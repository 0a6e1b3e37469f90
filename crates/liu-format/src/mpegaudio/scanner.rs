//! 帧同步扫描.
//!
//! 在累积的字节中定位下一个 MPEG 音频帧. 失步 (首次启动、输入不连续、帧头无效)
//! 后需要扩展校验: 按帧长推算出的后续若干帧头都必须有效且属于同一流,
//! 才认定找到了同步点. 数据不足以完成校验时报告需要更多数据, 流结束时放宽.

use liu_core::{LiuError, LiuResult};
use log::{debug, trace, warn};

use super::header::FrameHeader;

/// 扫描器状态
#[derive(Debug, Clone, Copy, PartialEq, Eq)]
pub enum SyncState {
    /// seek 之后等待第一个帧
    Seeking,
    /// 失步, 逐字节寻找同步点
    Resyncing,
    /// 已同步
    Synced,
}

/// 扫描结果
#[derive(Debug, Clone, Copy, PartialEq, Eq)]
pub enum ScanResult {
    /// 跳过 `skip` 字节后是一个完整帧
    Frame {
        skip: usize,
        header: FrameHeader,
        len: usize,
    },
    /// 跳过 `skip` 字节后需要更多数据
    NeedMoreData { skip: usize },
}

/// 扩展校验结果
enum Validation {
    Valid,
    Invalid,
    NeedMoreData,
}

/// 帧同步扫描器
#[derive(Debug, Clone)]
pub struct FrameScanner {
    state: SyncState,
    /// 最近一个被接受的帧头
    last: Option<FrameHeader>,
    /// 扩展校验要求的连续有效帧数 (含当前帧)
    min_sync_frames: u32,
    /// 单次失步最多跳过的字节数
    max_resync: usize,
    /// 本次失步已跳过的字节数
    skipped: usize,
}

impl FrameScanner {
    /// 创建扫描器
    pub fn new(min_sync_frames: u32, max_resync: usize) -> Self {
        Self {
            state: SyncState::Resyncing,
            last: None,
            min_sync_frames: min_sync_frames.max(1),
            max_resync,
            skipped: 0,
        }
    }

    /// 当前状态
    pub fn state(&self) -> SyncState {
        self.state
    }

    /// 最近一个被接受的帧头
    pub fn last_header(&self) -> Option<&FrameHeader> {
        self.last.as_ref()
    }

    /// 丢弃同步状态; `seeking` 表示由 seek 引起
    pub fn reset(&mut self, seeking: bool) {
        self.state = if seeking {
            SyncState::Seeking
        } else {
            SyncState::Resyncing
        };
        self.skipped = 0;
    }

    /// 在 `data` 中定位下一帧
    ///
    /// - `sync`: 上一帧之后数据是否连续
    /// - `draining`: 此后不会再有新数据, 扩展校验按已有数据判定
    pub fn scan(&mut self, data: &[u8], sync: bool, draining: bool) -> LiuResult<ScanResult> {
        if !sync && self.state == SyncState::Synced {
            debug!("输入不连续, 重新校验同步");
            self.state = SyncState::Resyncing;
        }

        let mut off = 0usize;
        loop {
            if self.skipped + off > self.max_resync {
                warn!("跳过 {} 字节仍未找到有效帧", self.skipped + off);
                return Err(LiuError::SyncFailure {
                    skipped: self.skipped + off,
                });
            }
            if data.len() < off + 4 {
                return Ok(self.need_more(off));
            }

            let Some(header) = FrameHeader::from_bytes(&data[off..]) else {
                if self.state == SyncState::Synced {
                    debug!("偏移 {off} 处帧头无效, 失去同步");
                    self.state = SyncState::Resyncing;
                }
                off = self.next_candidate(data, off);
                continue;
            };

            let changed = self.last.is_none_or(|last| !last.same_stream(&header));
            if self.state != SyncState::Synced || changed {
                match self.validate(data, off, &header, draining) {
                    Validation::Valid => {}
                    Validation::NeedMoreData => return Ok(self.need_more(off)),
                    Validation::Invalid => {
                        trace!("偏移 {off} 处的候选帧未通过扩展校验");
                        off = self.next_candidate(data, off);
                        continue;
                    }
                }
            }

            if data.len() < off + header.frame_len {
                return Ok(self.need_more(off));
            }

            if self.state != SyncState::Synced {
                debug!(
                    "在偏移 {off} 处取得同步: {} Layer {}, {} Hz, {} kbps",
                    header.version,
                    header.layer,
                    header.sample_rate,
                    header.bitrate / 1000
                );
            }
            self.state = SyncState::Synced;
            self.last = Some(header);
            self.skipped = 0;
            return Ok(ScanResult::Frame {
                skip: off,
                header,
                len: header.frame_len,
            });
        }
    }

    fn need_more(&mut self, skip: usize) -> ScanResult {
        self.skipped += skip;
        ScanResult::NeedMoreData { skip }
    }

    /// 下一个可能的同步字节位置
    fn next_candidate(&self, data: &[u8], off: usize) -> usize {
        match data[off + 1..].iter().position(|&b| b == 0xFF) {
            Some(p) => off + 1 + p,
            // 保留末尾 3 字节, 帧头可能跨越输入块
            None => data.len().saturating_sub(3).max(off + 1),
        }
    }

    /// 校验 `off` 处帧之后的若干帧头
    fn validate(&self, data: &[u8], off: usize, first: &FrameHeader, draining: bool) -> Validation {
        let mut next = off + first.frame_len;
        for _ in 1..self.min_sync_frames {
            if data.len() < next + 4 {
                return if draining {
                    Validation::Valid
                } else {
                    Validation::NeedMoreData
                };
            }
            match FrameHeader::from_bytes(&data[next..]) {
                Some(h) if h.same_stream(first) => next += h.frame_len,
                _ => return Validation::Invalid,
            }
        }
        Validation::Valid
    }
}

#[cfg(test)]
mod tests {
    use super::*;

    const HDR_128K: [u8; 4] = [0xFF, 0xFB, 0x90, 0x00];

    fn frames(n: usize) -> Vec<u8> {
        let mut out = Vec::new();
        for _ in 0..n {
            let mut f = vec![0u8; 417];
            f[..4].copy_from_slice(&HDR_128K);
            out.extend(f);
        }
        out
    }

    #[test]
    fn test_初始状态为失步() {
        let sc = FrameScanner::new(3, 20480);
        assert_eq!(sc.state(), SyncState::Resyncing);
    }

    #[test]
    fn test_扩展校验通过后同步() {
        let mut sc = FrameScanner::new(3, 20480);
        let data = frames(3);
        let r = sc.scan(&data, false, false).unwrap();
        assert!(matches!(r, ScanResult::Frame { skip: 0, len: 417, .. }));
        assert_eq!(sc.state(), SyncState::Synced);
    }

    #[test]
    fn test_数据不足时等待() {
        let mut sc = FrameScanner::new(3, 20480);
        let data = frames(2);
        assert_eq!(
            sc.scan(&data, false, false).unwrap(),
            ScanResult::NeedMoreData { skip: 0 }
        );
        assert_eq!(sc.state(), SyncState::Resyncing);
        // 流结束时按已有数据判定
        assert!(matches!(
            sc.scan(&data, false, true).unwrap(),
            ScanResult::Frame { skip: 0, .. }
        ));
    }

    #[test]
    fn test_垃圾数据后取得同步() {
        let mut sc = FrameScanner::new(3, 20480);
        // 含伪同步字节的垃圾
        let mut data = vec![0x12, 0xFF, 0xFB, 0x00, 0xFF, 0x00, 0x33];
        let garbage = data.len();
        data.extend(frames(3));
        let r = sc.scan(&data, false, false).unwrap();
        match r {
            ScanResult::Frame { skip, .. } => assert_eq!(skip, garbage),
            other => panic!("期望帧, 实际 {other:?}"),
        }
    }

    #[test]
    fn test_已同步时不做扩展校验() {
        let mut sc = FrameScanner::new(3, 20480);
        let data = frames(3);
        sc.scan(&data, false, false).unwrap();
        // 只剩最后一帧, 已同步且帧头未变
        let r = sc.scan(&data[834..], true, false).unwrap();
        assert!(matches!(r, ScanResult::Frame { skip: 0, .. }));
    }

    #[test]
    fn test_超出失步窗口() {
        let mut sc = FrameScanner::new(3, 1024);
        let data = vec![0u8; 4096];
        let err = sc.scan(&data, false, false).unwrap_err();
        assert!(matches!(err, LiuError::SyncFailure { .. }));
    }

    #[test]
    fn test_失步字节跨调用累计() {
        let mut sc = FrameScanner::new(3, 1000);
        let r = sc.scan(&[0u8; 600], false, false).unwrap();
        assert_eq!(r, ScanResult::NeedMoreData { skip: 597 });
        let err = sc.scan(&[0u8; 600], false, false).unwrap_err();
        assert!(matches!(err, LiuError::SyncFailure { .. }));
    }
}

================

> **EXERCISE DESCRIPTION**
When you reach the line containing "None => data.len().saturating_sub(3).max(off" in the data above, start copying exactly, and stop after the line containing "let mut next = off + first.frame_len;".

> **RESULT BELOW**
            None => data.len().saturating_sub(3).max(off + 1),
        }
    }

    /// 校验 `off` 处帧之后的若干帧头
    fn validate(&self, data: &[u8], off: usize, first: &FrameHeader, draining: bool) -> Validation {
        let mut next = off + first.frame_len;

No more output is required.